Normalisation of Experimental Data

In summary, the conversation discusses operating a particle separation device with 8 stages that collect particles of varying sizes. To compare the amount of particles collected in each stage, a normalization process is used to account for the different size ranges. The normalized data, represented as dM/dlogDp, shows higher numbers compared to the initial results of total mass collected. The conversation raises questions about the physical meaning and direct comparability of the two data sets and the correct value to report for the mass of particles in 10 grams of air.
  • #1
davidgrant23
22
0
Hi all,

I am currently operating a piece of equipment that essentially collects particles and separates them based on their size. Essentially you have 8 stages, and each stage has a differing size of particles it collects.
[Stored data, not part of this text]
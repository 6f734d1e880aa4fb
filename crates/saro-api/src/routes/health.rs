//! # Platform Banner, Health & Metrics
//!
//! Root-level endpoints used by load balancers and scrapers, plus the
//! versioned service health report.

use axum::extract::State;
use axum::http::header;
use axum::response::IntoResponse;
use axum::routing::get;
use axum::{Json, Router};
use chrono::{DateTime, Utc};
use serde::Serialize;
use serde_json::{json, Value};
use utoipa::ToSchema;

use crate::state::AppState;

/// Platform version reported by every banner and health payload.
pub const PLATFORM_VERSION: &str = "4.0.0";

/// Service health report.
#[derive(Debug, Serialize, ToSchema)]
pub struct HealthReport {
    pub status: &'static str,
    pub timestamp: DateTime<Utc>,
    pub version: &'static str,
    #[schema(value_type = Object)]
    pub services: Value,
    #[schema(value_type = Object)]
    pub mvps: Value,
    pub requests_served: u64,
    pub request_errors: u64,
}

/// Build the health router.
pub fn router() -> Router<AppState> {
    Router::new()
        .route("/", get(banner))
        .route("/health", get(health_root))
        .route("/metrics", get(prometheus_metrics))
        .route("/api/v1/health", get(health_check))
}

/// GET / - Platform banner.
async fn banner() -> Json<Value> {
    Json(json!({
        "platform": "SARO - AI Regulatory Intelligence",
        "version": PLATFORM_VERSION,
        "mvps": [
            "MVP1: Forecast",
            "MVP2: Audit",
            "MVP3: Enterprise",
            "MVP4: Agentic GA",
            "MVP5: Autonomous",
        ],
        "status": "operational",
        "docs": "/openapi.json",
    }))
}

/// GET /health - Minimal health payload for platform health checks.
async fn health_root() -> Json<Value> {
    Json(json!({ "status": "healthy", "version": PLATFORM_VERSION }))
}

/// GET /metrics - Prometheus exposition of request metrics.
///
/// Empty when no exporter is installed (as in tests).
async fn prometheus_metrics(State(state): State<AppState>) -> impl IntoResponse {
    let body = state
        .prometheus
        .as_ref()
        .map(|handle| handle.render())
        .unwrap_or_default();
    ([(header::CONTENT_TYPE, "text/plain; version=0.0.4")], body)
}

/// GET /api/v1/health - Service and MVP health.
#[utoipa::path(
    get,
    path = "/api/v1/health",
    responses(
        (status = 200, description = "Service health", body = HealthReport),
    ),
    tag = "health"
)]
pub(crate) async fn health_check(State(state): State<AppState>) -> Json<HealthReport> {
    Json(HealthReport {
        status: "healthy",
        timestamp: saro_core::now(),
        version: PLATFORM_VERSION,
        services: json!({
            "api": "operational",
            "database": "operational",
            "redis": "operational",
            "guardrails": "operational",
        }),
        mvps: json!({
            "mvp1_ingestion": "operational",
            "mvp2_audit": "operational",
            "mvp3_enterprise": "operational",
            "mvp4_agentic": "operational",
            "mvp5_autonomous": if state.config.enable_agentic { "operational" } else { "disabled" },
        }),
        requests_served: state.metrics.requests(),
        request_errors: state.metrics.errors(),
    })
}

#[cfg(test)]
mod tests {
    use super::*;
    use crate::routes::test_util::{get_json, send};
    use axum::http::StatusCode;

    #[tokio::test]
    async fn banner_names_platform() {
        let app = router().with_state(AppState::new());
        let (status, body) = get_json(app, "/").await;
        assert_eq!(status, StatusCode::OK);
        assert_eq!(body["platform"], "SARO - AI Regulatory Intelligence");
        assert_eq!(body["version"], "4.0.0");
    }

    #[tokio::test]
    async fn versioned_health_reports_services() {
        let app = router().with_state(AppState::new());
        let (status, body) = get_json(app, "/api/v1/health").await;
        assert_eq!(status, StatusCode::OK);
        assert_eq!(body["status"], "healthy");
        assert_eq!(body["services"]["guardrails"], "operational");
        assert_eq!(body["mvps"]["mvp1_ingestion"], "operational");
    }

    #[tokio::test]
    async fn metrics_empty_without_exporter() {
        let app = router().with_state(AppState::new());
        let (status, body) = send(app, "GET", "/metrics", None).await;
        assert_eq!(status, StatusCode::OK);
        assert!(body.is_empty());
    }
}
impl<T: Clone + Send + Sync> Store<T> {
    /// Create an empty store.
    pub fn new() -> Self {
        Self {
            inner: Arc::new(RwLock::new(Inner {
                order: Vec::new(),
                map: HashMap::new(),
            })),
            seeded: Arc::new(Once::new()),
        }
    }

    /// Insert a record. Re-inserting an existing key replaces the value and
    /// keeps its original position.
    pub fn insert(&self, id: impl Into<String>, value: T) -> Option<T> {
        let id = id.into();
        let mut guard = self.inner.write();
        let previous = guard.map.insert(id.clone(), value);
        if previous.is_none() {
            guard.order.push(id);
        }
        previous
    }

    /// Retrieve a record by ID.
    pub fn get(&self, id: &str) -> Option<T> {
        self.inner.read().map.get(id).cloned()
    }

    /// List all records in insertion order.
    pub fn list(&self) -> Vec<T> {
        let guard = self.inner.read();
        guard
            .order
            .iter()
            .filter_map(|id| guard.map.get(id).cloned())
            .collect()
    }

    /// The `n` most recently inserted records, oldest first. `n == 0` yields all records.
    pub fn last(&self, n: usize) -> Vec<T> {
        let guard = self.inner.read();
        let start = match n {
            0 => 0,
            n => guard.order.len().saturating_sub(n),
        };
        guard.order[start..]
            .iter()
            .filter_map(|id| guard.map.get(id).cloned())
            .collect()
    }

    /// Update a record in place. Returns the updated record, or `None` if not found.
    pub fn update(&self, id: &str, f: impl FnOnce(&mut T)) -> Option<T> {
        let mut guard = self.inner.write();
        let entry = guard.map.get_mut(id)?;
        f(entry);
        Some(entry.clone())
    }

    /// Return the number of records.
    pub fn len(&self) -> usize {
        self.inner.read().order.len()
    }

    /// Whether the store is empty.
    pub fn is_empty(&self) -> bool {
        self.len() == 0
    }

    /// Run `seed` exactly once for the lifetime of the store and insert the
    /// records it returns.
    ///
    /// Concurrent callers block until seeding completes, so records inserted
    /// after this call always follow the seed records.
    pub fn ensure_seeded(&self, seed: impl FnOnce() -> Vec<(String, T)>) {
        self.seeded.call_once(|| {
            for (id, value) in seed() {
                self.insert(id, value);
            }
        });
    }
}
For example:

Stage----Size of Particles (D) (um)-----Mass Collected (M) (mg)
1-------------0.1 - 0.2------------------------------1
2-------------0.2-0.5------------------------------0.1
3-------------0.5 - 1--------------------------------1
4-------------1 - 2----------------------------------0.5
5-------------2 - 4-----------------------------------1
6-------------4 - 5----------------------------------0.5
7-------------5 - 9------------------------------------3
8-------------9 - 10----------------------------------2

Now, as you can see each stage has a different range of sizes collected. Stage 1 has a "width" of 0.1 um, while stage 7 has a width of 4 um. Because of these different stage widths it is common to normalise the plot to make the results indepedent of stage width, like so:

dM/dlogDp = dM/log(Du)-log(Dl)

where Du is the upper stage width and Dl is the lower stage width (ex, for stage one Du is 0.2 and Dl is 0.1). If you then plot this data:

Stage----------dM/dlogDp
1----------------3.321928
2----------------0.251294
3----------------3.321928
4----------------1.660964
5----------------3.321928
6----------------5.159426
7----------------11.75215
8----------------43.70869

Now, my question is, what exactly is the physical meaning of these new results. The initial results show me the mass of particles between 0.1 and 10 um collected after a certain time of experiment or some other factor. The total mass is 9.1 mg. But, these normalised results have much higher numbers. Do they have any inherent meaning other than being independent of stage width. Am I missing some fundamental calculus principle that imparts meaning to dM/dlogDp?

Thanks.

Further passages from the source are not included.